Vermutlich möchtest du erben. Dann kannst du einfach setModel(model); aufrufen, anstatt auf deiner Instanzvariable.
*Zudem: Verwende die CodeTags ! Einfügen -> Code *


----------



## Kanissell (16. Jun 2016)

hi,

okay danke für den tipp.

eigentlich wollte ich eine instanzvariable nur haben, aber das problem war, damit konnte ich das nicht mit .add einfügen.

wenn ich nur erben würde, dann kann ich die tabelle nicht weiter verwenden von anderen gui´s oder hab ich da was falsch verstanden ?


----------



## JCODA (16. Jun 2016)

Doch, deine Cart-Klasse ist selbst ja dann ein JTable und erbt auch alle Funktionen.


----------



## Kanissell (16. Jun 2016)

ich habe das so jetzt geändert und möchte nun in einer anderen Klasse eine neue Zeile einfügen

Cart.getDefaultTableModel().addRow(rowData[0]);

geht immer noch nicht 

und ich will in allen gui´s die tabelle beibehalten und mit dem erben hab ich doch das problem, das ich nicht getTable() aufrufen kann 

oder hab ich da was falsch verstanden


----------



## JCODA (16. Jun 2016)

Du versuchst gerade mit Klassenname.Methodenname() auf eine Instanzmethode zuzugreifen. 
Allerdings möchtest du Instanzvariable.Methodenname();
versuchs mal so :

```
Cart cartObj = new Cart();
cartObj.getDefaultTableModel().addRow(rowData[0]);
```
und behandle cartObj als JTable, also etwa: east.add(cartObj);


----------



## Kanissell (16. Jun 2016)

Hi,

Danke erstmal. Was ist dann mit den anderen guis die die bestehende Tabelle auch aufrufen, da kann ich ja nicht nochmal mit New .. Ankommen, weil das wieder eine neue jtable erstellt und die alte nicht weiter behält ?

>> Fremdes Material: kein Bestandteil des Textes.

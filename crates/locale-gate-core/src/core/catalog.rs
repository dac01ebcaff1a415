// locale-gate-core/src/core/catalog.rs
// ============================================================================
// Module: Catalog Flattener
// Description: Flat key-path view over a nested JSON catalog document.
// Purpose: Convert nested objects and arrays into ordered key/message pairs.
// Dependencies: indexmap, serde_json
// ============================================================================

//! ## Overview
//! A namespace document is an arbitrarily nested JSON tree whose string
//! leaves are the translatable units. Flattening joins nested object keys
//! and zero-based array indices with `.` into a unique key path per string
//! leaf. Number, boolean, and null leaves are not translatable and are
//! dropped without a finding. Flattening is a pure function of the document;
//! entry order follows document order, which drives deterministic reports.

// ============================================================================
// SECTION: Imports
// ============================================================================

use indexmap::IndexMap;
use serde::Serialize;
use serde_json::Value;

// ============================================================================
// SECTION: Flat Catalog
// ============================================================================

/// Ordered mapping from key path to message string for one document.
#[derive(Debug, Clone, Default, PartialEq, Eq, Serialize)]
#[serde(transparent)]
pub struct FlatCatalog {
    /// Entries in document order.
    entries: IndexMap<String, String>,
}

impl FlatCatalog {
    /// Creates an empty catalog.
    #[must_use]
    pub fn new() -> Self {
        Self::default()
    }

    /// Inserts a key path and its message string.
    pub fn insert(&mut self, path: String, message: String) {
        self.entries.insert(path, message);
    }

    /// Looks up the message at a key path.
    #[must_use]
    pub fn get(&self, path: &str) -> Option<&str> {
        self.entries.get(path).map(String::as_str)
    }

    /// Returns whether the catalog contains a key path.
    #[must_use]
    pub fn contains_key(&self, path: &str) -> bool {
        self.entries.contains_key(path)
    }

    /// Number of entries.
    #[must_use]
    pub fn len(&self) -> usize {
        self.entries.len()
    }

    /// Whether the catalog has no entries.
    #[must_use]
    pub fn is_empty(&self) -> bool {
        self.entries.is_empty()
    }

    /// Iterates entries in document order.
    pub fn iter(&self) -> impl Iterator<Item = (&str, &str)> {
        self.entries
            .iter()
            .map(|(path, message)| (path.as_str(), message.as_str()))
    }

    /// Iterates key paths in document order.
    pub fn keys(&self) -> impl Iterator<Item = &str> {
        self.entries.keys().map(String::as_str)
    }
}

// ============================================================================
// SECTION: Flattening
// ============================================================================

/// Flattens a catalog document into its key-path view.
#[must_use]
pub fn flatten(document: &Value) -> FlatCatalog {
    let mut catalog = FlatCatalog::new();
    flatten_container(document, "", &mut catalog);
    catalog
}

/// Recurses into an object or array, extending the path prefix per child.
///
/// A scalar at the root has no addressable key path and yields nothing.
fn flatten_container(value: &Value, prefix: &str, catalog: &mut FlatCatalog) {
    match value {
        Value::Object(entries) => {
            for (key, child) in entries {
                let path = join_path(prefix, key);
                flatten_child(child, &path, catalog);
            }
        }
        Value::Array(items) => {
            for (index, child) in items.iter().enumerate() {
                let path = join_path(prefix, &index.to_string());
                flatten_child(child, &path, catalog);
            }
        }
        Value::String(_) | Value::Number(_) | Value::Bool(_) | Value::Null => {}
    }
}

/// Records a string leaf, recurses into a container, or drops other leaves.
fn flatten_child(child: &Value, path: &str, catalog: &mut FlatCatalog) {
    match child {
        Value::String(message) => catalog.insert(path.to_string(), message.clone()),
        Value::Object(_) | Value::Array(_) => flatten_container(child, path, catalog),
        Value::Number(_) | Value::Bool(_) | Value::Null => {}
    }
}

/// Joins a path prefix and a child segment with `.`.
fn join_path(prefix: &str, segment: &str) -> String {
    if prefix.is_empty() {
        segment.to_string()
    } else {
        format!("{prefix}.{segment}")
    }
}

Sorry falls meine Fragen doof klingen


----------



## Kanissell (16. Jun 2016)

Deswegen dachte ich mit der Instanzvariable kann man mit dem Getter immer die gleiche Tabelle auf allen guis aufrufen


----------



## JCODA (16. Jun 2016)

richtig, dann musst du von der Cart-klasse eine Instanzvariable erstellen, sodass du immer noch Zugriff auf das Objekt hast.


----------



## Kanissell (16. Jun 2016)

Wie füge ich dann die Instanzvariable in einem JPanel hinzu ?


----------



## JCODA (16. Jun 2016)

Du deklarierst sie außerhalb von einer Methode. Solltest du diese Tabelle in verschiedenen Klassen benötigen, müsstest du die Tabelle gegebenenfalls dorthin übergeben, per Konstruktor oder einer Setter-Methode.


----------



## Kanissell (16. Jun 2016)

ich habe dieses Klasse Cart eigentlich nur wegen der Instanzvariable erstellt.

dann hab ich gemerkt, dass ich die nicht so hinzufügen kann.

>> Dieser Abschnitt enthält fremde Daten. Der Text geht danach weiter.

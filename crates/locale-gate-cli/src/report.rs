// locale-gate-cli/src/report.rs
// ============================================================================
// Module: Report Rendering
// Description: Human-readable report and CI annotations for a validation pass.
// Purpose: Turn the accumulated report into terminal output and exit advice.
// Dependencies: console, locale-gate-core
// ============================================================================

//! ## Overview
//! Rendering is a pure function of the report plus display options: a
//! coverage table (identifier, percentage, proportional bar, fraction),
//! a grouped error listing, and a capped warning summary. In CI mode the
//! same findings are additionally emitted as workflow-command annotation
//! lines. Display options never change validation outcome.

// ============================================================================
// SECTION: Imports
// ============================================================================

use std::path::Path;

use console::Style;
use locale_gate_core::Issue;
use locale_gate_core::IssueKind;
use locale_gate_core::Severity;
use locale_gate_core::ValidationReport;

use crate::t;

// ============================================================================
// SECTION: Options
// ============================================================================

/// Display options for one rendering pass.
#[derive(Debug, Clone)]
pub struct RenderOptions {
    /// Whether to apply ANSI styling.
    pub color: bool,
    /// Missing-translation keys listed before truncation.
    pub missing_display_cap: usize,
    /// Coverage bar width in characters.
    pub bar_width: usize,
}

/// Styles applied to report sections; all no-ops when color is off.
struct ReportStyles {
    /// Section header style.
    header: Style,
    /// Style for healthy coverage and the passing verdict.
    good: Style,
    /// Style for advisory findings.
    warn: Style,
    /// Style for blocking findings and the failing verdict.
    bad: Style,
}

impl ReportStyles {
    /// Builds the style set for the options.
    ///
    /// Styling is forced on when color is requested so output does not
    /// depend on whether stdout is a terminal.
    fn new(options: &RenderOptions) -> Self {
        if options.color {
            Self {
                header: Style::new().bold().force_styling(true),
                good: Style::new().green().force_styling(true),
                warn: Style::new().yellow().force_styling(true),
                bad: Style::new().red().force_styling(true),
            }
        } else {
            Self {
                header: Style::new(),
                good: Style::new(),
                warn: Style::new(),
                bad: Style::new(),
            }
        }
    }
}

// ============================================================================
// SECTION: CI Detection
// ============================================================================

/// Decides CI mode from the conventional environment variables.
#[must_use]
pub fn detect_ci(ci: Option<&str>, github_actions: Option<&str>) -> bool {
    ci.is_some_and(is_truthy) || github_actions.is_some_and(is_truthy)
}

/// Conventional truthy parse for CI environment values.
fn is_truthy(value: &str) -> bool {
    matches!(
        value.to_ascii_lowercase().as_str(),
        "1" | "true" | "yes" | "on"
    )
}

// ============================================================================
// SECTION: Report Rendering
// ============================================================================

/// Renders the full human-readable report.
#[must_use]
pub fn render_report(report: &ValidationReport, options: &RenderOptions) -> String {
    let styles = ReportStyles::new(options);
    let mut output = String::new();

    render_coverage(report, options, &styles, &mut output);
    render_errors(report, &styles, &mut output);
    render_warnings(report, options, &styles, &mut output);
    render_verdict(report, &styles, &mut output);

    output
}

/// Renders the per-locale coverage table.
fn render_coverage(
    report: &ValidationReport,
    options: &RenderOptions,
    styles: &ReportStyles,
    output: &mut String,
) {
    output.push_str(&styles.header.apply_to(t!("report.coverage.header")).to_string());
    output.push('\n');
    if report.locales.is_empty() {
        output.push_str(&t!("report.coverage.empty"));
        output.push('\n');
        return;
    }
    let name_width = report
        .locales
        .iter()
        .map(|locale| locale.as_str().len())
        .max()
        .unwrap_or(0);
    for locale in &report.locales {
        let coverage = report.coverage.get(locale).copied().unwrap_or_default();
        let percent = coverage.percent();
        let bar = coverage_bar(percent, options.bar_width);
        let row = format!(
            "  {:<name_width$}  {percent:>3}%  {bar}  {}/{}",
            locale.as_str(),
            coverage.translated,
            coverage.total,
        );
        let styled = if percent == 100 {
            styles.good.apply_to(row).to_string()
        } else {
            row
        };
        output.push_str(&styled);
        output.push('\n');
    }
}

/// Renders the grouped listing of blocking findings.
fn render_errors(report: &ValidationReport, styles: &ReportStyles, output: &mut String) {
    let errors: Vec<&Issue> = report.errors().collect();
    if errors.is_empty() {
        return;
    }
    output.push('\n');
    output.push_str(
        &styles
            .header
            .apply_to(t!("report.errors.header", count = errors.len()))
            .to_string(),
    );
    output.push('\n');
    let mut current_group: Option<(&str, &str)> = None;
    for issue in errors {
        let group = (issue.locale.as_str(), issue.namespace.as_str());
        if current_group != Some(group) {
            output.push_str(&format!("  {}/{}:\n", group.0, group.1));
            current_group = Some(group);
        }
        let line = format!("    {}: {}", issue.key_or_sentinel(), issue.message);
        output.push_str(&styles.bad.apply_to(line).to_string());
        output.push('\n');
    }
}

/// Renders the capped warning summary.
fn render_warnings(
    report: &ValidationReport,
    options: &RenderOptions,
    styles: &ReportStyles,
    output: &mut String,
) {
    let warnings: Vec<&Issue> = report.warnings().collect();
    if warnings.is_empty() {
        return;
    }
    output.push('\n');
    output.push_str(
        &styles
            .header
            .apply_to(t!("report.warnings.header", count = warnings.len()))
            .to_string(),
    );
    output.push('\n');

    let missing: Vec<&Issue> = warnings
        .iter()
        .copied()
        .filter(|issue| issue.kind == IssueKind::MissingTranslation)
        .collect();
    if !missing.is_empty() {
        output.push_str(&format!(
            "  {}\n",
            t!("report.warnings.missing.header", count = missing.len())
        ));
        for issue in missing.iter().take(options.missing_display_cap) {
            let line = format!(
                "    {}/{}: {}",
                issue.locale.as_str(),
                issue.namespace.as_str(),
                issue.key_or_sentinel(),
            );
            output.push_str(&styles.warn.apply_to(line).to_string());
            output.push('\n');
        }
        if missing.len() > options.missing_display_cap {
            let hidden = missing.len() - options.missing_display_cap;
            output.push_str(&format!(
                "    {}\n",
                t!("report.warnings.missing.more", count = hidden)
            ));
        }
    }

    let empty_values = warnings
        .iter()
        .filter(|issue| issue.kind == IssueKind::EmptyValue)
        .count();
    if empty_values > 0 {
        output.push_str(&format!(
            "  {}\n",
            t!("report.warnings.empty_values", count = empty_values)
        ));
    }
}

/// Renders the final pass/fail line.
fn render_verdict(report: &ValidationReport, styles: &ReportStyles, output: &mut String) {
    output.push('\n');
    if report.has_errors() {
        output.push_str(
            &styles
                .bad
                .apply_to(t!("report.result.fail", count = report.error_count()))
                .to_string(),
        );
    } else {
        output.push_str(&styles.good.apply_to(t!("report.result.pass")).to_string());
    }
    output.push('\n');
}

/// Builds a proportional coverage bar of filled and empty cells.
fn coverage_bar(percent: usize, width: usize) -> String {
    let filled = (percent * width) / 100;
    let filled = filled.min(width);
    let mut bar = String::with_capacity(width * 3);
    for _ in 0..filled {
        bar.push('█');
    }
    for _ in filled..width {
        bar.push('░');
    }
    bar
}

// ============================================================================
// SECTION: CI Annotations
// ============================================================================

/// Builds one workflow-command annotation line per finding.
///
/// The form is `::{level} file={path}::{message}`, where the path points at
/// the namespace document the finding concerns.
#[must_use]
pub fn annotation_lines(report: &ValidationReport, root: &Path) -> Vec<String> {
    report
        .issues
        .iter()
        .map(|issue| {
            let level = match issue.severity {
                Severity::Error => "error",
                Severity::Warning => "warning",
            };
            let path = root
                .join(issue.locale.as_str())
                .join(issue.namespace.file_name());
            let location = issue.key.as_deref().map_or_else(
                || issue.message.clone(),
                |key| format!("{key}: {}", issue.message),
            );
            format!("::{level} file={}::{location}", path.display())
        })
        .collect()
}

es geht nicht irgendwie die instanzvariable zu behalten in der klasse und die dann zu nutzen oder ?


----------



## Kanissell (16. Jun 2016)

oder kannst du mir zeigen was du meinst ?

ich versteh das nicht so ganz.


----------



## JCODA (16. Jun 2016)

Falls du TeamSpeak und TeamViewer hast, kann ich's dir erklären ~ ich mag eigentlich nicht mehr so viel tippen, .... bin im Channel publ1c4 auf  188.40.2.152


----------



## Kanissell (16. Jun 2016)

kannst du mir vllt ein beispiel geben, ein link oder irgendetwas ?

bin gerade in der bibliothek :/


----------



## JCODA (16. Jun 2016)

was verstehst du unter "alle guis" wie viele hast du ? wie sind die getrennt?


----------



## Kanissell (16. Jun 2016)

habe in einem package 6 guis drin.

5 davon brauchen die table.

alle guis bestehen aus einem jpanel, mit verschiedenen komponenten drin.

alle werden dann in einem jframe gepackt.

also eine gui in einer klasse. alle guis in einem package


----------



## JCODA (16. Jun 2016)

könntest du nicht die JTable im JFrame(*) erstellen und dann an alle Komponenten im Konstruktor als Parameter übergeben ?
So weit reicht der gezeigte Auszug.